What it was like writing my first "real" Haskell program

Sometimes, doing the hard thing pays off.

I spent much of my spare time in 2018 studying Haskell. There are a number of good resources, but it was the hardest self-teaching effort I've made.

Did I learn anything? Was it worth it?

In order to find out, I spent the first weeks of 2019 writing two variations of a "real" program, one in Python and one in Haskell. The program is a web scraper that collects artist and track information from the Kahvi Collective. No, it does not download all their music. That would be legal but really rude. (You should check out their collection though; it's great listening when you need to stay creative and focused.) I chose to write a scraper because I've written a few dozen in Python for clients, and because they cover several important areas such as data storage, network IO and parsing potentially messy input.

Python

For the Python version, I used Scrapy to manage scraping. Scrapy is a well established framework. It includes classes, functions and documented best practices to extract and transform scraped data and a custom object type to represent scraped data. It supports plugins to persist data, crawl the pages, avoid duplicating page requests, and oh yes, a whole lot more. I've used Scrapy on a number of projects, and it has proven to be effective and flexible.

The biggest source of bugs I've come across with Scrapy is parsing HTML. It is common that you'll review a site and anticipate that the data will be presented with specific tags. You may collect several sample pages and build tests around them, only to find out during a live run that you missed an edge case, or that the site itself is inconsistent.

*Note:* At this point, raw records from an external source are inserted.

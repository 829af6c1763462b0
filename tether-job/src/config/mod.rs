//! Configuration for the job manager
//!
//! Loaded once at startup from `config.toml`; every field has a default, so
//! the file is optional.

mod defaults;
mod loader;
mod schema;

pub use defaults::DEFAULT_CONFIG_TOML;
pub use loader::ConfigLoader;
pub use schema::*;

For example, if you look at the first release on Kahvi, you'll see that the artist name has a link to an artist page. The eighth has no such link. That changes how you need to access the artist's name, and what information can be retrieved about a given artist. Mistakes here can lead to exceptions being thrown in production, or missing data when Scrapy successfully plows through.

Overall, the fact that I cited bad input as the biggest source of trouble with Scrapy should tell you that it's a solid framework that does the job well.

Haskell

For Haskell I used the Scalpel library to manage scraping. Scalpel is a library rather than a framework. Scalpel provides functions to retrieve HTML pages and extract tags and text. Anything beyond that (storage, parsing, transformations) are left to the programmer.

This was my first time writing any program in Haskell. Getting it to work, at least this first time, was a challenge.

The biggest show-stopper happened when I got stuck trying to work with Haskell's strict type system. I had a hard time correctly combining pieces of data scraped from the HTML while simultaneously addressing the possibility of data being unavailable.

If you think on that a moment, you may realize that this is the exact same problem I had with the Python scraper! The difference wast that Haskell's type system simply would not allow me to compile until I fully addressed how to handle the Nothing result. Combining possible Nothings was tough for me to get right. I eventually e-mailed Scalpel's author to ask for a hand. He was able to help me work through it. Thanks!

The first time it compiled, it worked.

One thing I've noticed with Haskell is that even though the type system has a steep learning curve, it's extremely consistant. The solution I was taught for dealing with Nothing values did not rely on the Scalpel tool at all, and could readily by applied to almost any scenario where one needs to build up a piece of data from multiple inputs in Haskell.

Summary

Python's framework was a more complete, batteries included solution. The learning curve to start applying Python felt much less steep than it did with Haskell.

Haskell's libraries were more than adequate to get the job done, and less "opinionated" about how you could put the parts together. Haskell was also much less prone to unexpected run-time errors. It would be possible to compile a Haskell program that looked for an HTML comment and got Nothing, but it would tough to trick Haskell into compiling a program that didn't have a specific, intentional way to handle the Nothing case.

Was it worth it?

Pragmatically... maybe?

It seems to me that the practice of thinking about types and separating pure functionality from side effects could be helpful and transferable while working it other languages. It's also very clear Haskell has some real advantages in terms of preventing runtime bugs. Both of those ought to be worth something, but I don't know how hard it would be to land a Haskell job or if the benefits justify a pay bump. I might not suggest learning Haskell if your biggest concerns are getting started quickly or making money, unless you know it's necessary for a particular industry. I hope to complete more Haskell projects in the future and may have more to say about it pragmatically in the future.

Does fun count?

If so, then Haskell was absolutely worth it. Before I learned Haskell I'd seen the term composability tossed around, but didn't have a practical sense of it. In practice, it means being able to string together numerous operations on a single piece of data. Here's an easy snippet I found fun:

strip . takeWhile ('/' /=) . drop 1 . dropWhile (':' /=)

That's four functions strung together that would take "#413: Jim Black / Elysian Underground," and return "Jim Black." Not counting my English punctuation...! Haskell uses techniques this all over the place, not just for strings and not just for doing one thing after another. Because the language is so consistent and compostable, overcoming the challenges and getting to the fun parts is a real joy.